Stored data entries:
──────

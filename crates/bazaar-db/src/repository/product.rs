//! # Product Repository
//!
//! Product counters for the seller dashboard. Catalog CRUD lives in
//! another service; this backend only reads.

use async_trait::async_trait;
use sqlx::PgPool;
use uuid::Uuid;

use bazaar_core::ProductCounts;

use crate::error::DbResult;
use crate::store::ProductStore;

/// Repository for product reads.
#[derive(Debug, Clone)]
pub struct ProductRepository {
    pool: PgPool,
}

impl ProductRepository {
    /// Creates a new ProductRepository.
    pub fn new(pool: PgPool) -> Self {
        ProductRepository { pool }
    }
}

#[async_trait]
impl ProductStore for ProductRepository {
    async fn product_counts(&self, seller_id: Uuid) -> DbResult<ProductCounts> {
        let (total, active): (i64, i64) = sqlx::query_as(
            r#"
            SELECT COUNT(*), COUNT(*) FILTER (WHERE is_active)
            FROM products
            WHERE seller_id = $1
            "#,
        )
        .bind(seller_id)
        .fetch_one(&self.pool)
        .await?;

        Ok(ProductCounts { total, active })
    }
}
//! Service-layer error kinds.

use thiserror::Error;
use tracing::error;
use uuid::Uuid;

use bazaar_core::{CoreError, ValidationError};
use bazaar_db::DbError;

/// What a seller service can report.
///
/// | Variant             | HTTP |
/// |---------------------|------|
/// | `Unauthenticated`   | 401  |
/// | `NotFound`          | 404  |
/// | `InvalidInput`      | 400  |
/// | `InvalidTransition` | 409  |
/// | `Conflict`          | 409  |
/// | `StorageFailure`    | 500  |
/// | `Internal`          | 500  |
#[derive(Debug, Error)]
pub enum ServiceError {
    #[error("{0}")]
    Unauthenticated(String),

    #[error("{0}")]
    NotFound(String),

    #[error("{0}")]
    InvalidInput(String),

    #[error("{0}")]
    InvalidTransition(String),

    #[error("{0}")]
    Conflict(String),

    /// Storage failed. The message is for logs only.
    #[error("{operation} failed: {source}")]
    StorageFailure {
        operation: &'static str,
        #[source]
        source: DbError,
    },

    #[error("{0}")]
    Internal(String),
}

/// Result type for service operations.
pub type ServiceResult<T> = Result<T, ServiceError>;

impl ServiceError {
    /// Maps a storage error for `operation` on behalf of `seller_id`.
    ///
    /// `NotFound` stays `NotFound`; anything else becomes an opaque
    /// `StorageFailure`, logged here with its context.
    pub fn storage(operation: &'static str, seller_id: Uuid, err: DbError) -> Self {
        Self::from_storage(operation, err, |e| {
            error!(%seller_id, operation, error = %e, "Storage failure");
        })
    }

    /// Same as [`ServiceError::storage`] for calls made before a seller
    /// profile exists, keyed by the account's `user_id`.
    pub fn user_storage(operation: &'static str, user_id: Uuid, err: DbError) -> Self {
        Self::from_storage(operation, err, |e| {
            error!(%user_id, operation, error = %e, "Storage failure");
        })
    }

    fn from_storage(operation: &'static str, err: DbError, log: impl FnOnce(&DbError)) -> Self {
        match err {
            DbError::NotFound { entity, .. } => ServiceError::NotFound(format!("{entity} not found")),
            other => {
                log(&other);
                ServiceError::StorageFailure {
                    operation,
                    source: other,
                }
            }
        }
    }
}

impl From<ValidationError> for ServiceError {
    fn from(err: ValidationError) -> Self {
        ServiceError::InvalidInput(err.to_string())
    }
}

impl From<CoreError> for ServiceError {
    fn from(err: CoreError) -> Self {
        match err {
            CoreError::InvalidTransition { .. } => ServiceError::InvalidTransition(err.to_string()),
            CoreError::Validation(inner) => inner.into(),
            CoreError::AmountOverflow { .. } => {
                error!(error = %err, "Monetary overflow");
                ServiceError::Internal(err.to_string())
            }
        }
    }
}

#[cfg(test)]
mod tests {
    use super::*;
    use bazaar_core::OrderStatus;

    #[test]
    fn test_db_not_found_stays_not_found() {
        let err = ServiceError::storage("get order", Uuid::new_v4(), DbError::not_found("Order", 1));
        assert!(matches!(err, ServiceError::NotFound(ref m) if m == "Order not found"));
    }

    #[test]
    fn test_other_db_errors_are_storage_failures() {
        let err = ServiceError::storage("list orders", Uuid::new_v4(), DbError::PoolExhausted);
        assert!(matches!(
            err,
            ServiceError::StorageFailure {
                operation: "list orders",
                ..
            }
        ));
    }

    #[test]
    fn test_user_scoped_storage_errors_map_the_same_way() {
        let err = ServiceError::user_storage("find seller", Uuid::new_v4(), DbError::PoolExhausted);
        assert!(matches!(
            err,
            ServiceError::StorageFailure {
                operation: "find seller",
                ..
            }
        ));

        let err = ServiceError::user_storage(
            "promote user",
            Uuid::new_v4(),
            DbError::not_found("User", 7),
        );
        assert!(matches!(err, ServiceError::NotFound(ref m) if m == "User not found"));
    }

    #[test]
    fn test_core_error_mapping() {
        let err: ServiceError = CoreError::InvalidTransition {
            order_id: "o-1".to_string(),
            from: OrderStatus::Delivered,
            to: OrderStatus::Pending,
        }
        .into();
        assert!(matches!(err, ServiceError::InvalidTransition(_)));

        let err: ServiceError = CoreError::Validation(ValidationError::Required {
            field: "status".to_string(),
        })
        .into();
        assert!(matches!(err, ServiceError::InvalidInput(ref m) if m == "status is required"));
    }
}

──────

● What you should do
Respond with only the number of lines in the data that include the string "InvalidInput".

● Solution to the problem
4